They sit in the kitchen around another perilous fire, snow falling thickly outside. Corks are pulled from bottles, a pan of water set to boil on the stove, ham and salami sliced on the sideboard. There is an air of quiet satisfaction, of having done something meaningful for Europe, for humanity. The wireless is brought down to the kitchen, and they listen to the news on Radio Vaticana. It is possible, as 1942 runs out of breath, to feel better.

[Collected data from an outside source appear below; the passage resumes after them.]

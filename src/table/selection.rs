//! Хранилище выделенных строк таблицы инвентаря.

use serde::Serialize;
use std::collections::BTreeSet;

use crate::models::{InventoryRow, RowId};

/// Производные флаги выделения. Никогда не хранятся, всегда пересчитываются.
#[derive(Debug, Clone, Copy, PartialEq, Eq, Default, Serialize)]
#[serde(rename_all = "camelCase")]
pub struct SelectionFlags {
    pub selected_count: usize,
    pub total_count: usize,
    pub selected_cloned_count: usize,
}

impl SelectionFlags {
    pub fn all_selected(&self) -> bool {
        self.selected_count == self.total_count && self.total_count > 0
    }

    pub fn are_all_selected_cloned(&self) -> bool {
        self.selected_cloned_count == self.selected_count && self.selected_count > 0
    }

    pub fn has_any_cloned_selected(&self) -> bool {
        self.selected_cloned_count > 0
    }

    /// В выделении одновременно есть и скопированные, и обычные строки.
    pub fn is_mixed(&self) -> bool {
        self.has_any_cloned_selected() && !self.are_all_selected_cloned()
    }
}

#[derive(Debug, Clone, Default, PartialEq, Eq)]
pub struct SelectionStore {
    ids: BTreeSet<RowId>,
}

impl SelectionStore {
    pub fn new() -> Self {
        Self::default()
    }

    pub fn len(&self) -> usize {
        self.ids.len()
    }

    pub fn is_empty(&self) -> bool {
        self.ids.is_empty()
    }

    pub fn contains(&self, id: RowId) -> bool {
        self.ids.contains(&id)
    }

    pub fn ids(&self) -> Vec<RowId> {
        self.ids.iter().copied().collect()
    }

    pub fn contains_all(&self, ids: &[RowId]) -> bool {
        ids.iter().all(|id| self.ids.contains(id))
    }

    /// Выделяет все строки. Возвращает `false`, если делать нечего.
    pub fn select_all(&mut self, rows: &[InventoryRow]) -> bool {
        if rows.is_empty() || self.ids.len() == rows.len() {
            return false;
        }
        self.ids = rows.iter().map(|r| r.id).collect();
        true
    }

    pub fn deselect_all(&mut self) -> bool {
        if self.ids.is_empty() {
            return false;
        }
        self.ids.clear();
        true
    }

    /// Переключает одну строку. Идентификаторы, которых нет в таблице, игнорируются.
    pub fn toggle(&mut self, id: RowId, rows: &[InventoryRow]) -> bool {
        if self.ids.remove(&id) {
            return true;
        }
        if rows.iter().any(|r| r.id == id) {
            self.ids.insert(id);
            return true;
        }
        false
    }

    /// Убирает из выделения строки, которых больше нет в таблице.
    pub fn retain_present(&mut self, rows: &[InventoryRow]) -> bool {
        let before = self.ids.len();
        self.ids.retain(|id| rows.iter().any(|r| r.id == *id));
        before != self.ids.len()
    }

    pub fn flags(&self, rows: &[InventoryRow]) -> SelectionFlags {
        let selected_cloned_count = rows
            .iter()
            .filter(|r| r.is_cloned && self.ids.contains(&r.id))
            .count();

        SelectionFlags {
            selected_count: self.ids.len(),
            total_count: rows.len(),
            selected_cloned_count,
        }
    }

    /// Выделенные строки, которые являются копиями.
    pub fn cloned_ids(&self, rows: &[InventoryRow]) -> Vec<RowId> {
        rows.iter()
            .filter(|r| r.is_cloned && self.ids.contains(&r.id))
            .map(|r| r.id)
            .collect()
    }
}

The Allies are on top in most places. Rommel is stuck in Tunisia; the Germans stewing in Stalingrad; the Japanese fading at Guadalcanal. The American war machine is gathering: their bombs fall constantly. Malta – absurdly, it seems to Esmond – stands firm. And here in Italy the Professor tells them of Mussolini’s son-in-law, Ciano, uttering rebellious murmurs in Rome
as more and more
Alpini
are fed into the maw of the Eastern Front. Slogans have begun to appear on the streets of Florence.
Viva Il Duce
and
Credere, Obbedire, Combattare
are replaced by
Non Mollare!
and
Ricordiamo Matteotti
.

The Professor raises his glass. ‘To Esmond and Ada,’ he says, grinning. ‘And to Oreste Ristori, the madman.’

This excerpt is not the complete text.